Beyond capital, incentives are often misaligned between European founders and employees. Kostas pointed to stock options as a major cultural barrier. When Mysten Labs offered highly competitive equity packages in Greece, many candidates still preferred slightly higher salaries over long-term stock upside - a reflection of limited startup exits and lack of familiarity with equity compensation. “Without exits, people don’t understand the value of stock. In Silicon Valley, it's different - everyone shares in the upside.”

Changing this mindset will be key to developing repeat founders and stronger startup “mafias” across Europe.

Navigating Fragmented Markets in Healthcare

Robin brought the perspective of healthcare and life sciences - where regulatory complexity is even more pronounced. For Juisci, starting in France offered an advantage: if you can navigate French healthcare compliance, you’re often well-positioned to expand globally.

The company has taken a modular product approach, adapting its AI platform to local requirements while maintaining a common global foundation. “Every country has its own system, but the underlying product can stay consistent.

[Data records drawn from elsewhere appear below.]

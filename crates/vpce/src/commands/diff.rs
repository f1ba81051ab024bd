use crate::utils;
use colored::Colorize;
use std::path::{Path, PathBuf};
use vpce_template::{ActionType, Assembly};

pub async fn handle(
    file: Option<&Path>,
    stack_id: Option<String>,
    out: Option<PathBuf>,
) -> anyhow::Result<()> {
    let settings = utils::load_settings()?;
    let loaded = utils::load_stack(file, stack_id.as_deref(), &settings)?;
    utils::print_source(&loaded);

    let stack = &loaded.stack;
    let desired = vpce_template::synthesize(stack)?;

    let out = out.unwrap_or(settings.output_dir);
    let previous = Assembly::new(&out).read_template(&stack.id).await?;
    if previous.is_none() {
        println!(
            "{}",
            format!("No previous template for {} in {}", stack.id, out.display()).yellow()
        );
    }

    let plan = vpce_template::plan(previous.as_ref(), &desired);
    if !plan.has_changes {
        println!("{}", "✓ No changes".green().bold());
        return Ok(());
    }

    for action in &plan.actions {
        let line = format!("{} ({})", action.logical_id, action.resource_type);
        match action.action_type {
            ActionType::Create => println!("  {} {}", "+".green().bold(), line),
            ActionType::Delete => println!("  {} {}", "-".red().bold(), line),
            ActionType::Update => {
                let replacement = if action.replacement {
                    " replacement".red().to_string()
                } else {
                    String::new()
                };
                println!("  {} {}{}", "~".yellow().bold(), line, replacement);
                if !action.changed_properties.is_empty() {
                    println!("      {}", action.changed_properties.join(", ").dimmed());
                }
            }
            ActionType::NoOp => {}
        }
    }

    println!();
    println!("{}", plan.summary().to_string().bold());
    Ok(())
}
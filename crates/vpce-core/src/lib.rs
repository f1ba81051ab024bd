//! VPCE producer stack definition
//!
//! This crate describes the producer side of a PrivateLink setup: a VPC,
//! a Fargate service fronted by two network load balancers, and a VPC
//! endpoint service exposing the internal one to other accounts.
//!
//! A [`StackSpec`] is either the built-in topology ([`StackSpec::producer`])
//! or read from a `stack.kdl` file ([`parse_kdl_file`]). Lowering it into a
//! CloudFormation template is the job of `vpce-template`; [`lint()`] reports
//! settings that would deploy badly.

pub mod discovery;
pub mod error;
pub mod lint;
pub mod model;
pub mod parser;
pub mod writer;

// Re-exports
pub use discovery::{find_project_root, load_project, stack_file_in};
pub use error::{Result, StackError};
pub use lint::{Diagnostic, Severity, lint};
pub use model::*;
pub use parser::{parse_kdl_file, parse_kdl_string};
pub use writer::to_kdl_string;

We localize content and partnerships to fit each market.”

Today, Juisci operates across Europe, the UK, U.S., and is expanding into LATAM, the Middle East, and Asia - proof that even in highly regulated fields, European startups can scale across borders with the right structure.

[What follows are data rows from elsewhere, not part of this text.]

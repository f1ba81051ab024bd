//! IPv4 CIDR blocks

use crate::error::{Result, StackError};
use serde::{Deserialize, Serialize};
use std::fmt;
use std::net::Ipv4Addr;
use std::str::FromStr;

/// An IPv4 network in `a.b.c.d/len` notation
#[derive(Debug, Clone, Copy, PartialEq, Eq, Hash, Serialize, Deserialize)]
#[serde(try_from = "String", into = "String")]
pub struct Ipv4Cidr {
    network: Ipv4Addr,
    prefix: u8,
}

impl Ipv4Cidr {
    /// Build a block, masking off host bits
    pub fn new(addr: Ipv4Addr, prefix: u8) -> Result<Self> {
        if prefix > 32 {
            return Err(StackError::InvalidCidr(format!("{}/{}", addr, prefix)));
        }
        Ok(Self::masked(addr, prefix))
    }

    /// Build a block from a prefix known to be in range (clamped to 32)
    pub(crate) fn masked(addr: Ipv4Addr, prefix: u8) -> Self {
        let prefix = prefix.min(32);
        Self {
            network: Ipv4Addr::from(u32::from(addr) & mask_bits(prefix)),
            prefix,
        }
    }

    pub fn network(&self) -> Ipv4Addr {
        self.network
    }

    pub fn prefix(&self) -> u8 {
        self.prefix
    }

    /// Number of addresses in the block
    pub fn size(&self) -> u64 {
        1u64 << (32 - self.prefix as u32)
    }

    /// Carve consecutive sub-blocks out of this block
    ///
    /// Each sub-block is aligned to its own size. Allocation is sequential,
    /// so the same list of masks always produces the same layout.
    pub fn allocate(&self, masks: &[u8]) -> Result<Vec<Ipv4Cidr>> {
        let start = u32::from(self.network) as u64;
        let end = start + self.size();
        let mut cursor = start;
        let mut blocks = Vec::with_capacity(masks.len());

        for (index, &mask) in masks.iter().enumerate() {
            if mask < self.prefix || mask > 32 {
                return Err(StackError::CidrExhausted {
                    cidr: self.to_string(),
                    mask,
                    index,
                });
            }
            let size = 1u64 << (32 - mask as u32);
            cursor = cursor.div_ceil(size) * size;
            if cursor + size > end {
                return Err(StackError::CidrExhausted {
                    cidr: self.to_string(),
                    mask,
                    index,
                });
            }
            blocks.push(Ipv4Cidr {
                network: Ipv4Addr::from(cursor as u32),
                prefix: mask,
            });
            cursor += size;
        }

        Ok(blocks)
    }
}

fn mask_bits(prefix: u8) -> u32 {
    if prefix == 0 {
        0
    } else {
        u32::MAX << (32 - prefix as u32)
    }
}

impl fmt::Display for Ipv4Cidr {
    fn fmt(&self, f: &mut fmt::Formatter<'_>) -> fmt::Result {
        write!(f, "{}/{}", self.network, self.prefix)
    }
}

impl FromStr for Ipv4Cidr {
    type Err = StackError;

    fn from_str(s: &str) -> Result<Self> {
        let (addr, prefix) = s
            .split_once('/')
            .ok_or_else(|| StackError::InvalidCidr(s.to_string()))?;
        let addr: Ipv4Addr = addr
            .trim()
            .parse()
            .map_err(|_| StackError::InvalidCidr(s.to_string()))?;
        let prefix: u8 = prefix
            .trim()
            .parse()
            .map_err(|_| StackError::InvalidCidr(s.to_string()))?;
        Self::new(addr, prefix)
    }
}

impl TryFrom<String> for Ipv4Cidr {
    type Error = StackError;

    fn try_from(value: String) -> Result<Self> {
        value.parse()
    }
}

impl From<Ipv4Cidr> for String {
    fn from(value: Ipv4Cidr) -> Self {
        value.to_string()
    }
}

AI’s Future: Hype vs. Real Value

With each founder operating in AI-heavy sectors, Myrto closed the discussion by asking how they see the current AI wave reshaping their companies.

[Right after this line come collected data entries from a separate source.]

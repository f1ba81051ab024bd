use std::path::PathBuf;
use thiserror::Error;

#[derive(Error, Debug)]
pub enum ConfigError {
    #[error("Config directory not found")]
    ConfigDirNotFound,

    #[error(
        "Stack file not found. Looked for:\n\
        - current directory: stack.local.kdl, stack.kdl\n\
        - ./.vpce/ directory\n\
        or set VPCE_STACK_PATH to point at one"
    )]
    StackFileNotFound,

    #[error("Invalid settings file: {path}\nreason: {message}")]
    InvalidSettings { path: PathBuf, message: String },

    #[error("IO error: {0}")]
    Io(#[from] std::io::Error),
}

pub type Result<T> = std::result::Result<T, ConfigError>;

For Kostas, the key is staying focused on foundational technology rather than chasing every hype cycle. While Mysten Labs leverages AI internally, it remains committed to building blockchain infrastructure that can serve industries far beyond crypto. “You need to invest in depth, not distraction. The companies that win will be the ones thinking long-term, like Apple.”

Robin sees AI’s most exciting impact in information dissemination. With LLMs now reshaping how scientific knowledge is accessed, Juisci’s mission is to ensure healthcare professionals get reliable, verified information directly from trusted publications - countering misinformation while increasing global access to scientific knowledge.

Bertrand offered a sharp take on AI efficiency: “We don't need LLMs to do 2+2. Not everything requires giant models. The future is distributed AI - smaller, specialized models working together, with a focus on sustainability and cost.” For him, the real breakthroughs will come when companies design AI systems that are scalable, efficient, and economically viable over the long term.

A Shared Message: Europe’s Time Is Now

Throughout the conversation, one theme kept emerging: Europe may have its challenges - from risk appetite to regulatory friction - but its talent depth, research strength, and cultural diversity make it uniquely positioned to lead the next wave of deep tech innovation.

As Bertrand put it, “The talent is here. We just need to keep it, empower it, and think big enough to compete globally.”